Collected data entries →
::::

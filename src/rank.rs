// SPDX-FileCopyrightText: 2025 Jason Pena <jasonpena@awkless.com>
// SPDX-License-Identifier: MIT

//! Repository activity ranking.
//!
//! The spotlight job boils down to one question: which repositories did an
//! account actually touch lately? This module holds the pure half of the
//! answer. Activity is measured as a pair of counts (commits, pull requests)
//! inside a trailing window anchored to the moment of invocation. Ranking
//! sorts by those counts, drops everything idle, and keeps the first N.
//!
//! Everything in here is deterministic and side-effect free. Fetching the
//! counts themselves is the job of an [`ActivitySource`] implementation.
//!
//! [`ActivitySource`]: crate::github::ActivitySource

use chrono::{DateTime, Duration, Utc};
use std::collections::HashSet;

/// A repository as enumerated from the hosting account.
///
/// Only the full name in `owner/name` form is carried around. Everything
/// else plumage needs (links, display names) derives from it.
#[derive(Debug, Clone, PartialEq, Eq)]
pub struct Repository {
    full_name: String,
}

impl Repository {
    /// Construct new repository handle.
    pub fn new(full_name: impl Into<String>) -> Self {
        Self {
            full_name: full_name.into(),
        }
    }

    /// Full name in `owner/name` form.
    pub fn full_name(&self) -> &str {
        &self.full_name
    }

    /// Basename after the last path separator.
    pub fn short_name(&self) -> &str {
        self.full_name
            .rsplit('/')
            .next()
            .unwrap_or(self.full_name.as_str())
    }
}

/// Commit and pull request counts inside an activity window.
///
/// Derived data. Recomputed on every run, never persisted.
#[derive(Debug, Default, Clone, Copy, PartialEq, Eq)]
pub struct ActivityScore {
    pub commits: u64,
    pub pull_requests: u64,
}

impl ActivityScore {
    /// Construct new activity score.
    pub fn new(commits: u64, pull_requests: u64) -> Self {
        Self {
            commits,
            pull_requests,
        }
    }

    /// Whether the repository showed no activity at all.
    pub fn is_idle(&self) -> bool {
        self.commits == 0 && self.pull_requests == 0
    }
}

/// Trailing time span that bounds "recent" activity.
#[derive(Debug, Clone, Copy, PartialEq, Eq)]
pub struct ActivityWindow {
    since: DateTime<Utc>,
}

impl ActivityWindow {
    /// Construct window trailing behind the current moment.
    pub fn trailing(days: u32) -> Self {
        Self::trailing_from(Utc::now(), days)
    }

    /// Construct window trailing behind an explicit anchor.
    pub fn trailing_from(anchor: DateTime<Utc>, days: u32) -> Self {
        Self {
            since: anchor - Duration::days(i64::from(days)),
        }
    }

    /// Starting timestamp of the window.
    pub fn since(&self) -> DateTime<Utc> {
        self.since
    }
}

/// Drop repositories listed in the exclusion set.
///
/// Preserves input order. Runs before any scoring so excluded repositories
/// never cost a network call.
pub fn filter_ignored(
    repos: impl IntoIterator<Item = Repository>,
    ignore: &HashSet<String>,
) -> Vec<Repository> {
    repos
        .into_iter()
        .filter(|repo| !ignore.contains(repo.full_name()))
        .collect()
}

/// Select the top repositories by activity.
///
/// Idle entries are dropped first. The rest sort descending by
/// `(commits, pull_requests)`, with ties keeping their original listing
/// order. Returns at most `top` repositories with no padding when fewer
/// qualify.
pub fn rank(
    scored: impl IntoIterator<Item = (Repository, ActivityScore)>,
    top: usize,
) -> Vec<Repository> {
    let mut active: Vec<(Repository, ActivityScore)> = scored
        .into_iter()
        .filter(|(_, score)| !score.is_idle())
        .collect();

    // INVARIANT: Stable sort, so equal scores keep their listing order.
    active.sort_by(|(_, lhs), (_, rhs)| {
        (rhs.commits, rhs.pull_requests).cmp(&(lhs.commits, lhs.pull_requests))
    });

    active
        .into_iter()
        .take(top)
        .map(|(repo, _)| repo)
        .collect()
}

#[cfg(test)]
mod tests {
    use super::*;
    use simple_test_case::test_case;

    fn scored(entries: &[(&str, u64, u64)]) -> Vec<(Repository, ActivityScore)> {
        entries
            .iter()
            .map(|(name, commits, pulls)| (Repository::new(*name), ActivityScore::new(*commits, *pulls)))
            .collect()
    }

    #[test_case("octocat/plumage", "plumage"; "full name")]
    #[test_case("plumage", "plumage"; "bare name")]
    #[test]
    fn repository_short_name(full_name: &str, expect: &str) {
        assert_eq!(Repository::new(full_name).short_name(), expect);
    }

    #[test]
    fn filter_ignored_preserves_order() {
        let repos = vec![
            Repository::new("octocat/alpha"),
            Repository::new("octocat/beta"),
            Repository::new("octocat/gamma"),
        ];
        let ignore: HashSet<String> = ["octocat/beta".to_string()].into();

        let result = filter_ignored(repos, &ignore);

        let expect = vec![Repository::new("octocat/alpha"), Repository::new("octocat/gamma")];
        assert_eq!(result, expect);
    }

    #[test]
    fn filter_ignored_drops_top_scorer_too() {
        let repos = vec![Repository::new("octocat/beta"), Repository::new("octocat/alpha")];
        let ignore: HashSet<String> = ["octocat/beta".to_string()].into();

        let result = filter_ignored(repos, &ignore);

        assert!(!result.iter().any(|repo| repo.full_name() == "octocat/beta"));
        assert_eq!(result.len(), 1);
    }

    #[test]
    fn rank_drops_idle_repositories() {
        let scored = scored(&[
            ("octocat/repo-a", 5, 0),
            ("octocat/repo-b", 0, 0),
            ("octocat/repo-c", 2, 1),
        ]);

        let result = rank(scored, 3);

        let expect = vec![Repository::new("octocat/repo-a"), Repository::new("octocat/repo-c")];
        assert_eq!(result, expect);
    }

    #[test]
    fn rank_breaks_ties_by_listing_order() {
        let scored = scored(&[
            ("octocat/first", 3, 1),
            ("octocat/second", 3, 1),
            ("octocat/third", 3, 2),
        ]);

        let result = rank(scored, 3);

        let expect = vec![
            Repository::new("octocat/third"),
            Repository::new("octocat/first"),
            Repository::new("octocat/second"),
        ];
        assert_eq!(result, expect);
    }

    #[test_case(1; "top one")]
    #[test_case(2; "top two")]
    #[test_case(5; "top beyond qualifying")]
    #[test]
    fn rank_never_exceeds_top(top: usize) {
        let scored = scored(&[
            ("octocat/repo-a", 4, 0),
            ("octocat/repo-b", 2, 2),
            ("octocat/repo-c", 1, 0),
        ]);

        let result = rank(scored, top);

        assert!(result.len() <= top);
        assert_eq!(result.len(), top.min(3));
    }

    #[test]
    fn rank_secondary_order_is_pull_requests() {
        let scored = scored(&[
            ("octocat/quiet", 2, 0),
            ("octocat/chatty", 2, 4),
        ]);

        let result = rank(scored, 2);

        let expect = vec![Repository::new("octocat/chatty"), Repository::new("octocat/quiet")];
        assert_eq!(result, expect);
    }

    #[test]
    fn window_anchors_to_given_moment() {
        let anchor = DateTime::parse_from_rfc3339("2025-06-30T12:00:00Z")
            .unwrap()
            .with_timezone(&Utc);

        let window = ActivityWindow::trailing_from(anchor, 30);

        let expect = DateTime::parse_from_rfc3339("2025-05-31T12:00:00Z")
            .unwrap()
            .with_timezone(&Utc);
        assert_eq!(window.since(), expect);
    }
}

::::

YOUR INSTRUCTIONS →
Reproduce the lines of the records exactly, from the first one through the line that contains "(commits, pull requests)".

REPLY TO THE TASK →
filename src/rank.rs
// SPDX-FileCopyrightText: 2025 Jason Pena <jasonpena@awkless.com>
// SPDX-License-Identifier: MIT

//! Repository activity ranking.
//!
//! The spotlight job boils down to one question: which repositories did an
//! account actually touch lately? This module holds the pure half of the
//! answer. Activity is measured as a pair of counts (commits, pull requests)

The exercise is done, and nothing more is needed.